The Three Phases Of High Performance, According To Manuel Coloma

The three phases of high performance, according to Manuel Coloma

High performance is not a concept limited to elite athletes or great business men / women. We can all aspire to be high achievers, because we can all become much more than we are now, much more than we ever imagine.

Because, as you can discover in the following lines, high performance is not so much a matter of knowledge or technique, but rather a matter of drive; an impulse that comes out of each and every one of us. For Manuel Coloma, high performance depends directly on the ability to guide and align all our capabilities towards the goal we seek. And this is valid, both for sport and for professional and personal life. In this article we will discuss your approach to high performance and how to apply it.

To perform at your best you must know your limits

Manuel Coloma proposes that to achieve high performance it is necessary to know one’s own limits, and then ignore them and thus break them. High performance has to do with breaking the limits of what we today think is the most we can know or do.

We are in permanent evolution, says Coloma. We are in permanent search for excellence, which means keeping our expectations high so that our performance is ever greater.

Hand putting pieces on top of each other

High performance phases

For Manuel Coloma, high performance is based on three properties or phases (stages): energy, audacity and patience. 

Energy: knowledge + technique + motivation

Energy is what enables people to tackle the work they have to do.  In sports, talking about energy is talking about physical capacity. In daily work, energy is knowledge, the technique with which we are capable of developing our work and motivation.

Motivation is especially important to achieve that energy, because it is the drive to do what we have to do.
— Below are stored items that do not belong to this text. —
//! Order quantity normalization

use rust_decimal::Decimal;

/// Convert a requested amount into the quantity to submit
///
/// Assets priced under one quote unit trade in whole units, so the amount is
/// floored; everything else keeps its fractional amount. The result is
/// checked against the pair's real lot size afterwards.
pub fn normalize_quantity(requested: Decimal, price: Decimal) -> Decimal {
    if price < Decimal::ONE {
        requested.floor()
    } else {
        requested
    }
}
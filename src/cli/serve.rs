//! Serve command implementation

use crate::api;
use crate::config::Config;
use crate::service::TradingService;
use clap::Args;
use std::sync::Arc;

#[derive(Args, Debug)]
pub struct ServeArgs {
    /// Listen address, overrides `server.bind`
    #[arg(short, long)]
    pub bind: Option<String>,
}

impl ServeArgs {
    pub async fn execute(&self, config: &Config) -> anyhow::Result<()> {
        let mut server = config.server.clone();
        if let Some(bind) = &self.bind {
            server.bind = bind.clone();
        }

        let service = Arc::new(TradingService::from_config(config)?);
        tracing::info!(
            quote = service.quote_asset(),
            origins = server.cors_origins.len(),
            "Starting HTTP API"
        );

        api::serve(service, &server).await
    }
}
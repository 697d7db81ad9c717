//! Exchange error types

use thiserror::Error;

/// Errors returned by exchange API calls
#[derive(Debug, Error)]
pub enum ExchangeError {
    /// Network or transport failure
    #[error("Request failed: {0}")]
    Transport(#[from] reqwest::Error),
    /// The exchange rejected the request
    #[error("APIError(code={code}): {msg}")]
    Api { status: u16, code: i64, msg: String },
    /// Response body did not have the expected shape
    #[error("Unexpected response: {0}")]
    Decode(String),
    /// The request could not be signed
    #[error("Failed to sign request: {0}")]
    Signing(String),
    /// Trading pair contains characters Binance never uses
    #[error("Invalid symbol: {0}")]
    InvalidSymbol(String),
}

impl ExchangeError {
    /// Binance error code, if the exchange returned one
    pub fn code(&self) -> Option<i64> {
        match self {
            ExchangeError::Api { code, .. } => Some(*code),
            _ => None,
        }
    }
}
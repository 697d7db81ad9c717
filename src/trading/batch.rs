//! Batch orchestration
//!
//! Runs every request of a batch through price resolution, quantity
//! normalization, rule validation and execution, one after another. An
//! item's failure is recorded on its own result and never stops the batch.

use super::executor::{empty_fill_warning, OrderExecutor};
use super::quantity::normalize_quantity;
use super::rules::TradingRules;
use super::{TradeError, TradeRequest, TradeResult};
use crate::exchange::{ExchangeApi, HoldingSnapshot, PriceTable, Side};
use crate::pricing::PriceResolver;
use crate::telemetry::{self, CounterMetric};
use chrono::Utc;
use rust_decimal::Decimal;

/// Sequential order pipeline shared by buys and sells
pub struct BatchOrchestrator<'a> {
    exchange: &'a dyn ExchangeApi,
    resolver: &'a PriceResolver,
    rules: &'a TradingRules,
}

impl<'a> BatchOrchestrator<'a> {
    pub fn new(
        exchange: &'a dyn ExchangeApi,
        resolver: &'a PriceResolver,
        rules: &'a TradingRules,
    ) -> Self {
        Self {
            exchange,
            resolver,
            rules,
        }
    }

    /// Process `requests` in order against one price table and holding snapshot
    ///
    /// Requests for the quote asset itself, or whose normalized quantity is
    /// not positive, are skipped without a result. Every other request yields
    /// exactly one result, in input order.
    pub async fn run(
        &self,
        side: Side,
        requests: &[TradeRequest],
        prices: &PriceTable,
        holdings: &HoldingSnapshot,
    ) -> Vec<TradeResult> {
        let quote = self.resolver.quote_asset();
        let mut results = Vec::with_capacity(requests.len());

        for request in requests {
            if request.symbol == quote {
                tracing::debug!(symbol = %request.symbol, "Skipping quote asset");
                telemetry::increment(CounterMetric::ItemsSkipped, Some(side.label()));
                continue;
            }

            let price = self.resolver.resolve(&request.symbol, prices).await;
            let quantity = normalize_quantity(request.requested_amount, price);

            if quantity <= Decimal::ZERO {
                tracing::debug!(
                    symbol = %request.symbol,
                    requested = %request.requested_amount,
                    %price,
                    "Skipping non-positive quantity"
                );
                telemetry::increment(CounterMetric::ItemsSkipped, Some(side.label()));
                continue;
            }

            tracing::debug!(
                symbol = %request.symbol,
                %side,
                held = %holdings.amount(&request.symbol),
                requested = %request.requested_amount,
                adjusted = %quantity,
                %price,
                "Processing trade request"
            );

            results.push(self.process(side, request, quantity, price).await);
        }

        results
    }

    async fn process(
        &self,
        side: Side,
        request: &TradeRequest,
        quantity: Decimal,
        price: Decimal,
    ) -> TradeResult {
        let pair = self.resolver.pair(&request.symbol);

        if let Err(e) = self
            .rules
            .validate(self.exchange, &pair, quantity, price)
            .await
        {
            if !matches!(e, TradeError::Exchange(_)) {
                telemetry::increment(CounterMetric::ItemsRejected, Some(side.label()));
            }
            tracing::warn!(%pair, %side, error = %e, "Trade request rejected");
            return TradeResult::failed(request, side, quantity, price, e.to_string());
        }

        let executor = OrderExecutor::new(self.exchange);
        match executor.execute(&pair, side, quantity, price).await {
            Ok(execution) => {
                let error = execution
                    .is_empty()
                    .then(|| empty_fill_warning(side, self.resolver.quote_asset()));

                TradeResult {
                    symbol: request.symbol.clone(),
                    side,
                    requested_amount: request.requested_amount,
                    amount: quantity,
                    price,
                    realized_price: execution.price,
                    realized_quantity: execution.quantity,
                    quote_amount: execution.quote_amount,
                    timestamp: Utc::now(),
                    error,
                }
            }
            Err(e) => TradeResult::failed(request, side, quantity, price, e.to_string()),
        }
    }
}
//! Order pipeline
//!
//! Quantity normalization, trading-rule validation, market order execution
//! and the batch orchestrator tying them together for both sides

mod batch;
mod executor;
mod quantity;
mod rules;
mod types;

pub use batch::BatchOrchestrator;
pub use executor::{empty_fill_warning, Execution, OrderExecutor};
pub use quantity::normalize_quantity;
pub use rules::{FilterCache, TradingFilters, TradingRules};
pub use types::{TradeError, TradeRequest, TradeResult};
Because without impulse, without motivation to do, it is of little use to have a lot of knowledge or to master the techniques. 

Audacity: ability to differentiate

Boldness has to do with creativity, innovation and proactivity. Coloma explains that audacity is to be able to get off the script, to look for novel solutions, seeing something where others have not seen it, doing what others have not done.

In other words, for Coloma audacity has to do with the ability to differentiate himself from others.  Something that does not have to do with energy, but with how we are capable of adapting, being flexible, with the capacities that at a given moment we are capable of deploying.

Patience: metabolize lived experience

For Manuel Coloma, patience is the lived and metabolized experience, wisdom. Explain that it is only when we get to this last phase that we know if we need to focus more on energy or boldness.

Global Proprioceptive Behavior: Mastering the Floor

When a person has been able to go through these three stages, energy, audacity and patience, he manifests what Manuel Coloma calls global proprioceptive behavior. Proprioception has to do with the way we perceive ourselves in the environment, with the ability to dominate the space in which we work.

Coloma calls this “dominating the floor,” just as a basketball player dominates the court or a stockbroker dominates his stage. Thus, mastering the floor is being able to foresee the scope and consequence of your actions. 

For this it is essential to be positive and optimistic, which implies the following:

  • Think about what we want to achieve,
  • Stay in shape, both physically and mentally.
  • Invest resources, especially time.
Woman climbing a ladder

To seek high performance

Coloma clearly says that anyone who wants to achieve high performance must first become an autonomous person who is capable of carrying out his work on his own, without having to have anyone in front of him to see him and tell him what to do.

A person is autonomous when he draws the impulse from himself, from internal motivation. These people are the ones who will come ever closer to achieving high performance. That is why Coloma says that those who want to achieve high performance should be more concerned with motivation and internal drive than with technique and knowledge, since the latter can be acquired. 

In this video, Manuel Coloma explains these three stages of high performance and how to apply them to daily life. Manuel Coloma has a degree in Psychology and an expert in high performance. He was a professional basketball coach for three decades and a basketball coach for six years. During her time at the head of the women’s national team, she obtained the first gold medal for Spanish basketball in 1993.